▶ _WORK INSTRUCTIONS_
For each line of the data below, copy it if it holds the word "absent".

(RECORDED INFORMATION Opens)

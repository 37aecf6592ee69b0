//! Configuration loading and precedence tests

use cef_config::loader::{ENV_LOG, PROJECT_CONFIG_FILE};
use cef_config::{ConfigError, ConfigLoader};
use serial_test::serial;
use std::env;
use std::fs;
use std::path::{Path, PathBuf};
use tempfile::TempDir;

fn create_config_file(dir: &Path, content: &str) -> PathBuf {
    let config_path = dir.join(PROJECT_CONFIG_FILE);
    fs::write(&config_path, content).unwrap();
    config_path
}

fn loader_without_user_config(temp: &TempDir) -> ConfigLoader {
    ConfigLoader::with_user_config(temp.path().join("absent.toml"))
}

#[test]
#[serial]
fn test_empty_project_file_is_valid() {
    let temp_dir = TempDir::new().unwrap();
    create_config_file(temp_dir.path(), "");

    let config = loader_without_user_config(&temp_dir)
        .load_from_directory(temp_dir.path())
        .unwrap();

    assert!(config.is_project());
    assert_eq!(config.library_name(), "cef");
    assert_eq!(config.log_filter(), "info");
    assert!(config.crash_reporter().is_none());
}

#[test]
#[serial]
fn test_nearest_project_file_wins() {
    let temp_dir = TempDir::new().unwrap();
    create_config_file(temp_dir.path(), "[library]\nname = \"outer\"\n");
    let inner = temp_dir.path().join("inner");
    let deeper = inner.join("src");
    fs::create_dir_all(&deeper).unwrap();
    create_config_file(&inner, "[library]\nname = \"inner\"\n");

    let config = loader_without_user_config(&temp_dir)
        .load_from_directory(&deeper)
        .unwrap();

    assert_eq!(config.library_name(), "inner");
    assert_eq!(config.project_root(), Some(inner.as_path()));
}

#[test]
#[serial]
fn test_search_paths_accumulate_across_files() {
    let temp_dir = TempDir::new().unwrap();
    let user = temp_dir.path().join("user.toml");
    fs::write(&user, "[library]\nsearch_paths = [\"/usr/lib/cef\"]\n").unwrap();
    let project = temp_dir.path().join("project");
    fs::create_dir(&project).unwrap();
    create_config_file(&project, "[library]\nsearch_paths = [\"vendor/cef\"]\n");

    let config = ConfigLoader::with_user_config(user)
        .load_from_directory(&project)
        .unwrap();

    assert_eq!(
        config.search_paths(),
        &[PathBuf::from("vendor/cef"), PathBuf::from("/usr/lib/cef")]
    );
}

#[test]
#[serial]
fn test_env_beats_project_file() {
    let temp_dir = TempDir::new().unwrap();
    create_config_file(temp_dir.path(), "[logging]\nfilter = \"warn\"\n");

    env::set_var(ENV_LOG, "cef_bridge=debug");
    let result = loader_without_user_config(&temp_dir).load_from_directory(temp_dir.path());
    env::remove_var(ENV_LOG);

    assert_eq!(result.unwrap().log_filter(), "cef_bridge=debug");
}

#[test]
#[serial]
fn test_malformed_project_file_reports_path() {
    let temp_dir = TempDir::new().unwrap();
    let path = create_config_file(temp_dir.path(), "[library\nname = \"cef\"\n");

    let result = loader_without_user_config(&temp_dir).load_from_directory(temp_dir.path());

    match result {
        Err(ConfigError::TomlParseError { file, .. }) => assert_eq!(file, path),
        other => panic!("expected a parse error, got {:?}", other),
    }
}

#[test]
#[serial]
fn test_invalid_crash_reporter_in_user_config() {
    let temp_dir = TempDir::new().unwrap();
    let user = temp_dir.path().join("user.toml");
    fs::write(&user, "[crash_reporter]\nserver_url = \"ftp://x\"\n").unwrap();

    let result = ConfigLoader::with_user_config(user).load_from_directory(temp_dir.path());

    assert!(matches!(result, Err(ConfigError::InvalidValue { .. })));
}

#[test]
fn test_missing_specific_file() {
    let temp_dir = TempDir::new().unwrap();
    let result =
        loader_without_user_config(&temp_dir).load_from_file(&temp_dir.path().join("nope.toml"));

    assert!(matches!(result, Err(ConfigError::NotFound(_))));
}
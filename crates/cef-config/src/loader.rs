//! Configuration Loader
//!
//! Loads and merges configuration from multiple sources with proper precedence.

use crate::bridge::BridgeConfig;
use crate::crash_reporter::CrashReporterConfig;
use crate::{ConfigError, ConfigResult};
use std::env;
use std::path::{Path, PathBuf};

/// Project configuration file name
pub const PROJECT_CONFIG_FILE: &str = "cef-bridge.toml";

/// Overrides the library name or path
pub const ENV_LIBRARY: &str = "CEF_BRIDGE_LIBRARY";

/// Overrides the log filter
pub const ENV_LOG: &str = "CEF_BRIDGE_LOG";

/// Configuration loader
///
/// Precedence, lowest first:
/// 1. User config (<config_dir>/cef-bridge/config.toml)
/// 2. Project config (cef-bridge.toml, nearest ancestor directory)
/// 3. Environment variables (CEF_BRIDGE_*)
pub struct ConfigLoader {
    /// Cached user config path
    user_config_path: Option<PathBuf>,
}

/// Merged configuration
#[derive(Debug, Clone, Default)]
pub struct Config {
    pub bridge: BridgeConfig,

    /// Directory holding the cef-bridge.toml that was found
    pub project_root: Option<PathBuf>,
}

impl ConfigLoader {
    pub fn new() -> Self {
        Self {
            user_config_path: None,
        }
    }

    /// Use `path` as the user config instead of the platform location
    pub fn with_user_config(path: PathBuf) -> Self {
        Self {
            user_config_path: Some(path),
        }
    }

    /// Load configuration starting from `start_dir`
    ///
    /// Walks up the directory tree looking for cef-bridge.toml. A missing
    /// project file is not an error.
    pub fn load_from_directory(&mut self, start_dir: &Path) -> ConfigResult<Config> {
        let (project_root, project) = Self::find_project_config(start_dir)?;
        self.assemble(project, project_root)
    }

    /// Load configuration from a specific project file
    pub fn load_from_file(&mut self, config_path: &Path) -> ConfigResult<Config> {
        let project = BridgeConfig::load_from_file(config_path)?;
        let project_root = config_path.parent().map(Path::to_path_buf);
        self.assemble(project, project_root)
    }

    fn assemble(
        &mut self,
        project: BridgeConfig,
        project_root: Option<PathBuf>,
    ) -> ConfigResult<Config> {
        let mut bridge = self.load_user_config()?;
        bridge.merge(&project);
        Self::apply_env_overrides(&mut bridge);
        bridge.validate()?;

        Ok(Config {
            bridge,
            project_root,
        })
    }

    fn find_project_config(start_dir: &Path) -> ConfigResult<(Option<PathBuf>, BridgeConfig)> {
        for dir in start_dir.ancestors() {
            let config_path = dir.join(PROJECT_CONFIG_FILE);
            if config_path.is_file() {
                let config = BridgeConfig::load_from_file(&config_path)?;
                return Ok((Some(dir.to_path_buf()), config));
            }
        }
        Ok((None, BridgeConfig::default()))
    }

    /// Load the user configuration; absent file or config dir yields defaults
    fn load_user_config(&mut self) -> ConfigResult<BridgeConfig> {
        if self.user_config_path.is_none() {
            match Self::user_config_file() {
                Ok(path) => self.user_config_path = Some(path),
                Err(ConfigError::ConfigDirNotFound) => return Ok(BridgeConfig::default()),
                Err(e) => return Err(e),
            }
        }

        match &self.user_config_path {
            Some(path) if path.exists() => BridgeConfig::load_from_file(path),
            _ => Ok(BridgeConfig::default()),
        }
    }

    /// Apply CEF_BRIDGE_* environment variables
    fn apply_env_overrides(config: &mut BridgeConfig) {
        if let Ok(library) = env::var(ENV_LIBRARY) {
            config.library.get_or_insert_with(Default::default).name = Some(library);
        }

        if let Ok(filter) = env::var(ENV_LOG) {
            config.logging.get_or_insert_with(Default::default).filter = Some(filter);
        }
    }

    /// The user configuration directory (<config_dir>/cef-bridge)
    pub fn user_config_dir() -> ConfigResult<PathBuf> {
        let base = dirs::config_dir().ok_or(ConfigError::ConfigDirNotFound)?;
        Ok(base.join("cef-bridge"))
    }

    /// The user configuration file
    pub fn user_config_file() -> ConfigResult<PathBuf> {
        Ok(Self::user_config_dir()?.join("config.toml"))
    }
}

impl Default for ConfigLoader {
    fn default() -> Self {
        Self::new()
    }
}

impl Config {
    pub fn library_name(&self) -> &str {
        self.bridge.library_name()
    }

    pub fn search_paths(&self) -> &[PathBuf] {
        self.bridge.search_paths()
    }

    pub fn log_filter(&self) -> &str {
        self.bridge.log_filter()
    }

    pub fn crash_reporter(&self) -> Option<&CrashReporterConfig> {
        self.bridge.crash_reporter.as_ref()
    }

    pub fn project_root(&self) -> Option<&Path> {
        self.project_root.as_deref()
    }

    /// Whether a cef-bridge.toml was found
    pub fn is_project(&self) -> bool {
        self.project_root.is_some()
    }
}
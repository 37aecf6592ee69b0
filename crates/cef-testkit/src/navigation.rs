//! Browsers, frames and navigation entries

use crate::fake::{base, string_slot, value_slot, Fake, FakeHandle};
use cef_sys::*;
use std::os::raw::c_int;

pub type FakeBrowser = FakeHandle<cef_browser_t, BrowserState>;
pub type FakeFrame = FakeHandle<cef_frame_t, FrameState>;
pub type FakeNavigationEntry = FakeHandle<cef_navigation_entry_t, NavigationEntryState>;

#[derive(Debug, Default)]
pub struct BrowserState {
    pub identifier: c_int,
    pub is_loading: bool,
}

value_slot!(browser_identifier, cef_browser_t, BrowserState, identifier, c_int);
value_slot!(browser_is_loading, cef_browser_t, BrowserState, is_loading, c_int);

impl FakeBrowser {
    pub fn new(state: BrowserState) -> Self {
        FakeHandle::from_parts(
            cef_browser_t {
                base: base::<cef_browser_t, BrowserState>(),
                get_identifier: browser_identifier,
                is_loading: browser_is_loading,
            },
            state,
        )
    }

    /// A browser with the given identifier
    pub fn with_id(identifier: c_int) -> Self {
        Self::new(BrowserState {
            identifier,
            is_loading: false,
        })
    }
}

#[derive(Debug, Default)]
pub struct FrameState {
    pub identifier: i64,
    pub is_main: bool,
    pub name: Option<String>,
    pub url: Option<String>,
}

value_slot!(frame_identifier, cef_frame_t, FrameState, identifier, i64);
value_slot!(frame_is_main, cef_frame_t, FrameState, is_main, c_int);
string_slot!(frame_name, cef_frame_t, FrameState, name);
string_slot!(frame_url, cef_frame_t, FrameState, url);

impl FakeFrame {
    pub fn new(state: FrameState) -> Self {
        FakeHandle::from_parts(
            cef_frame_t {
                base: base::<cef_frame_t, FrameState>(),
                get_identifier: frame_identifier,
                is_main: frame_is_main,
                get_name: frame_name,
                get_url: frame_url,
            },
            state,
        )
    }

    /// A main frame showing `url`
    pub fn main(url: &str) -> Self {
        Self::new(FrameState {
            identifier: 1,
            is_main: true,
            name: Some(String::new()),
            url: Some(url.to_string()),
        })
    }
}

#[derive(Debug, Default)]
pub struct NavigationEntryState {
    pub is_valid: bool,
    pub url: Option<String>,
    pub display_url: Option<String>,
    pub original_url: Option<String>,
    pub title: Option<String>,
    pub transition_type: cef_transition_type_t,
    pub has_post_data: bool,
    pub frame_name: Option<String>,
    pub completion_time: cef_time_t,
    pub http_status_code: c_int,
}

type Entry = cef_navigation_entry_t;
type EntryState = NavigationEntryState;

value_slot!(entry_is_valid, Entry, EntryState, is_valid, c_int);
string_slot!(entry_url, Entry, EntryState, url);
string_slot!(entry_display_url, Entry, EntryState, display_url);
string_slot!(entry_original_url, Entry, EntryState, original_url);
string_slot!(entry_title, Entry, EntryState, title);
value_slot!(entry_transition_type, Entry, EntryState, transition_type, cef_transition_type_t);
value_slot!(entry_has_post_data, Entry, EntryState, has_post_data, c_int);
string_slot!(entry_frame_name, Entry, EntryState, frame_name);
value_slot!(entry_http_status_code, Entry, EntryState, http_status_code, c_int);

unsafe extern "C" fn entry_completion_time(self_: *mut Entry) -> cef_time_t {
    let fake = Fake::<Entry, EntryState>::from_raw(self_);
    fake.record("completion_time");
    fake.state().completion_time
}

impl FakeNavigationEntry {
    pub fn new(state: NavigationEntryState) -> Self {
        FakeHandle::from_parts(
            cef_navigation_entry_t {
                base: base::<Entry, EntryState>(),
                is_valid: entry_is_valid,
                get_url: entry_url,
                get_display_url: entry_display_url,
                get_original_url: entry_original_url,
                get_title: entry_title,
                get_transition_type: entry_transition_type,
                has_post_data: entry_has_post_data,
                get_frame_name: entry_frame_name,
                get_completion_time: entry_completion_time,
                get_http_status_code: entry_http_status_code,
            },
            state,
        )
    }
}
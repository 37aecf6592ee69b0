use crate::error::{BridgeError, BridgeResult};
use crate::multimap::{HeaderMap, StringMultimap};
use crate::proxy::proxy_type;
use crate::string::{opt_ptr, CefStringBuf};
use crate::types::{ResourceType, TransitionType, UrlRequestFlags};
use cef_sys::{cef_post_data_t, cef_request_t, CefApi};
use std::sync::Arc;
use url::Url;

proxy_type!(
    /// An HTTP request the library is about to send or has sent
    Request,
    cef_request_t
);

proxy_type!(
    /// Upload body attached to a request
    PostData,
    cef_post_data_t
);

impl Request {
    /// Allocate an empty, writable request
    pub fn create(api: &Arc<CefApi>) -> BridgeResult<Self> {
        let raw = unsafe { (api.request_create)() };
        unsafe { Self::from_owned(api, raw) }
            .ok_or(BridgeError::CallFailed("cef_request_create"))
    }

    pub fn is_read_only(&self) -> bool {
        self.0.flag(self.0.table().is_read_only)
    }

    pub fn url(&self) -> BridgeResult<Option<Url>> {
        self.0.url(self.0.table().get_url)
    }

    pub fn set_url(&self, url: &Url) {
        let url = CefStringBuf::new(url.as_str());
        unsafe { (self.0.table().set_url)(self.0.as_raw(), url.as_ptr()) }
    }

    pub fn method(&self) -> BridgeResult<Option<String>> {
        self.0.string(self.0.table().get_method)
    }

    pub fn set_method(&self, method: &str) {
        let method = CefStringBuf::new(method);
        unsafe { (self.0.table().set_method)(self.0.as_raw(), method.as_ptr()) }
    }

    pub fn post_data(&self) -> Option<PostData> {
        self.0.object(self.0.table().get_post_data).map(PostData)
    }

    /// Attach `post_data`, or detach the body with `None`
    pub fn set_post_data(&self, post_data: Option<&PostData>) {
        let raw = post_data.map_or(std::ptr::null_mut(), |p| p.0.as_raw());
        unsafe { (self.0.table().set_post_data)(self.0.as_raw(), raw) }
    }

    pub fn headers(&self) -> BridgeResult<HeaderMap> {
        let map = StringMultimap::new(self.0.api())?;
        unsafe { (self.0.table().get_header_map)(self.0.as_raw(), map.as_raw()) };
        map.to_headers()
    }

    pub fn set_headers(&self, headers: &HeaderMap) -> BridgeResult<()> {
        let map = StringMultimap::from_headers(self.0.api(), headers)?;
        unsafe { (self.0.table().set_header_map)(self.0.as_raw(), map.as_raw()) };
        Ok(())
    }

    /// Replace url, method, body and headers in a single library call
    pub fn set(
        &self,
        url: &Url,
        method: &str,
        post_data: Option<&PostData>,
        headers: &HeaderMap,
    ) -> BridgeResult<()> {
        let url = CefStringBuf::new(url.as_str());
        let method = CefStringBuf::new(method);
        let post_data = post_data.map_or(std::ptr::null_mut(), |p| p.0.as_raw());
        let map = StringMultimap::from_headers(self.0.api(), headers)?;
        unsafe {
            (self.0.table().set)(
                self.0.as_raw(),
                url.as_ptr(),
                method.as_ptr(),
                post_data,
                map.as_raw(),
            )
        };
        Ok(())
    }

    pub fn flags(&self) -> UrlRequestFlags {
        UrlRequestFlags::from_bits_retain(self.0.value(self.0.table().get_flags))
    }

    pub fn set_flags(&self, flags: UrlRequestFlags) {
        unsafe { (self.0.table().set_flags)(self.0.as_raw(), flags.bits()) }
    }

    pub fn first_party_for_cookies(&self) -> BridgeResult<Option<Url>> {
        self.0.url(self.0.table().get_first_party_for_cookies)
    }

    /// `None` clears the value
    pub fn set_first_party_for_cookies(&self, url: Option<&Url>) {
        let url = url.map(|u| CefStringBuf::new(u.as_str()));
        unsafe {
            (self.0.table().set_first_party_for_cookies)(self.0.as_raw(), opt_ptr(url.as_ref()))
        }
    }

    pub fn resource_type(&self) -> ResourceType {
        ResourceType::from_raw(self.0.value(self.0.table().get_resource_type))
    }

    pub fn transition_type(&self) -> TransitionType {
        TransitionType::from_raw(self.0.value(self.0.table().get_transition_type))
    }

    /// Globally unique identifier, `None` until the library assigns one
    pub fn identifier(&self) -> Option<u64> {
        match self.0.value(self.0.table().get_identifier) {
            0 => None,
            id => Some(id),
        }
    }
}

impl PostData {
    pub fn is_read_only(&self) -> bool {
        self.0.flag(self.0.table().is_read_only)
    }

    pub fn element_count(&self) -> usize {
        self.0.value(self.0.table().get_element_count)
    }

    pub fn remove_elements(&self) {
        unsafe { (self.0.table().remove_elements)(self.0.as_raw()) }
    }
}
//! # Chunk Addressing and Tile Grids
//!
//! The world is split into square patches of `size × size` samples.
//!
//! ## Shared Borders
//!
//! Neighbouring chunks share their border row and column: the origin of
//! chunk `(cx, cz)` is `(cx * (size - 1), cz * (size - 1))`. The last column
//! of chunk `(0, 0)` and the first column of chunk `(1, 0)` sample the same
//! world positions, so meshes built from them stitch without seams.
//!
//! ## Grid Layout
//!
//! Tiles are stored row-major: `index = z * size + x`.

use crate::error::{GenerationError, GenerationResult};
use crate::tile::TerrainTile;

/// Default samples per chunk side (2^6 + 1).
pub const DEFAULT_CHUNK_SIZE: usize = 65;

/// Chunk coordinate (identifies a chunk in the world grid).
#[derive(Clone, Copy, Debug, Default, PartialEq, Eq, Hash, PartialOrd, Ord)]
pub struct ChunkCoord {
    /// X coordinate (in chunks, not world units).
    pub x: i32,
    /// Z coordinate (in chunks, not world units).
    pub z: i32,
}

impl ChunkCoord {
    /// Creates a new chunk coordinate.
    #[inline]
    #[must_use]
    pub const fn new(x: i32, z: i32) -> Self {
        Self { x, z }
    }

    /// Converts a world position to the chunk containing it.
    ///
    /// Uses `floor(pos / (size - 1))` to match the shared-border layout.
    /// A position exactly on a shared border belongs to the chunk on its
    /// positive side.
    #[inline]
    #[must_use]
    pub fn from_world_pos(world_x: f32, world_z: f32, size: usize) -> Self {
        let stride = stride(size) as f32;
        Self {
            x: (world_x / stride).floor() as i32,
            z: (world_z / stride).floor() as i32,
        }
    }

    /// Returns the world position of the chunk's origin (local tile `(0, 0)`).
    #[inline]
    #[must_use]
    pub fn world_origin(self, size: usize) -> (i64, i64) {
        let stride = stride(size) as i64;
        (i64::from(self.x) * stride, i64::from(self.z) * stride)
    }

    /// Chebyshev (chessboard) distance in chunks.
    #[inline]
    #[must_use]
    pub fn chebyshev_distance(self, other: Self) -> u32 {
        let dx = (i64::from(self.x) - i64::from(other.x)).unsigned_abs();
        let dz = (i64::from(self.z) - i64::from(other.z)).unsigned_abs();
        dx.max(dz).min(u64::from(u32::MAX)) as u32
    }

    /// Returns the coordinate offset by `(dx, dz)` chunks.
    #[inline]
    #[must_use]
    pub const fn offset(self, dx: i32, dz: i32) -> Self {
        Self {
            x: self.x.wrapping_add(dx),
            z: self.z.wrapping_add(dz),
        }
    }
}

impl std::fmt::Display for ChunkCoord {
    fn fmt(&self, f: &mut std::fmt::Formatter<'_>) -> std::fmt::Result {
        write!(f, "({}, {})", self.x, self.z)
    }
}

/// World units between two adjacent chunk origins.
#[inline]
fn stride(size: usize) -> usize {
    size.saturating_sub(1).max(1)
}

/// Returns true if `size` has the form 2^n + 1.
#[inline]
#[must_use]
pub fn is_power_of_two_plus_one(size: usize) -> bool {
    size >= 2 && (size - 1).is_power_of_two()
}

/// Validates a requested grid size.
///
/// Sizes below 2 are rejected; sizes that are not 2^n + 1 are accepted
/// with a warning.
pub fn check_size(size: usize) -> GenerationResult<()> {
    if size < 2 {
        return Err(GenerationError::InvalidSize(size));
    }
    if !is_power_of_two_plus_one(size) {
        tracing::warn!(size, "chunk size is not 2^n+1; neighbouring meshes may not tile cleanly");
    }
    Ok(())
}

/// A `size × size` row-major grid of terrain tiles.
#[derive(Clone, Debug, PartialEq)]
pub struct TileGrid {
    size: usize,
    tiles: Vec<TerrainTile>,
}

impl TileGrid {
    /// Builds a grid from a row-major tile vector.
    ///
    /// # Errors
    ///
    /// Returns [`GenerationError::InvalidSize`] if `size < 2` and
    /// [`GenerationError::GridMismatch`] if `tiles.len() != size * size`.
    pub fn from_tiles(size: usize, tiles: Vec<TerrainTile>) -> GenerationResult<Self> {
        if size < 2 {
            return Err(GenerationError::InvalidSize(size));
        }
        let expected = size * size;
        if tiles.len() != expected {
            return Err(GenerationError::GridMismatch {
                source_name: "TileGrid".to_owned(),
                expected,
                actual: tiles.len(),
            });
        }
        Ok(Self { size, tiles })
    }

    /// Samples per side.
    #[inline]
    #[must_use]
    pub const fn size(&self) -> usize {
        self.size
    }

    /// Total number of tiles (`size * size`).
    #[inline]
    #[must_use]
    pub fn len(&self) -> usize {
        self.tiles.len()
    }

    /// Always false for a constructed grid.
    #[inline]
    #[must_use]
    pub fn is_empty(&self) -> bool {
        self.tiles.is_empty()
    }

    /// Row-major index of local `(x, z)`.
    #[inline]
    #[must_use]
    pub const fn index(&self, x: usize, z: usize) -> usize {
        z * self.size + x
    }

    /// Tile at local `(x, z)`, or `None` outside the grid.
    #[inline]
    #[must_use]
    pub fn get(&self, x: usize, z: usize) -> Option<&TerrainTile> {
        if x < self.size && z < self.size {
            self.tiles.get(self.index(x, z))
        } else {
            None
        }
    }

    /// Tile at a flat row-major index.
    #[inline]
    #[must_use]
    pub fn tile(&self, index: usize) -> Option<&TerrainTile> {
        self.tiles.get(index)
    }

    /// All tiles in row-major order.
    #[inline]
    #[must_use]
    pub fn tiles(&self) -> &[TerrainTile] {
        &self.tiles
    }

    /// Mutable tiles in row-major order. Overlays rewrite tiles in place.
    #[inline]
    pub fn tiles_mut(&mut self) -> &mut [TerrainTile] {
        &mut self.tiles
    }

    /// Iterates `(x, z, tile)` in row-major order.
    pub fn iter(&self) -> impl Iterator<Item = (usize, usize, &TerrainTile)> + '_ {
        let size = self.size;
        self.tiles
            .iter()
            .enumerate()
            .map(move |(i, tile)| (i % size, i / size, tile))
    }
}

(RECORDED INFORMATION Closes)

▶ _RESULT FOR THIS TASK_
    ConfigLoader::with_user_config(temp.path().join("absent.toml"))
    /// Load the user configuration; absent file or config dir yields defaults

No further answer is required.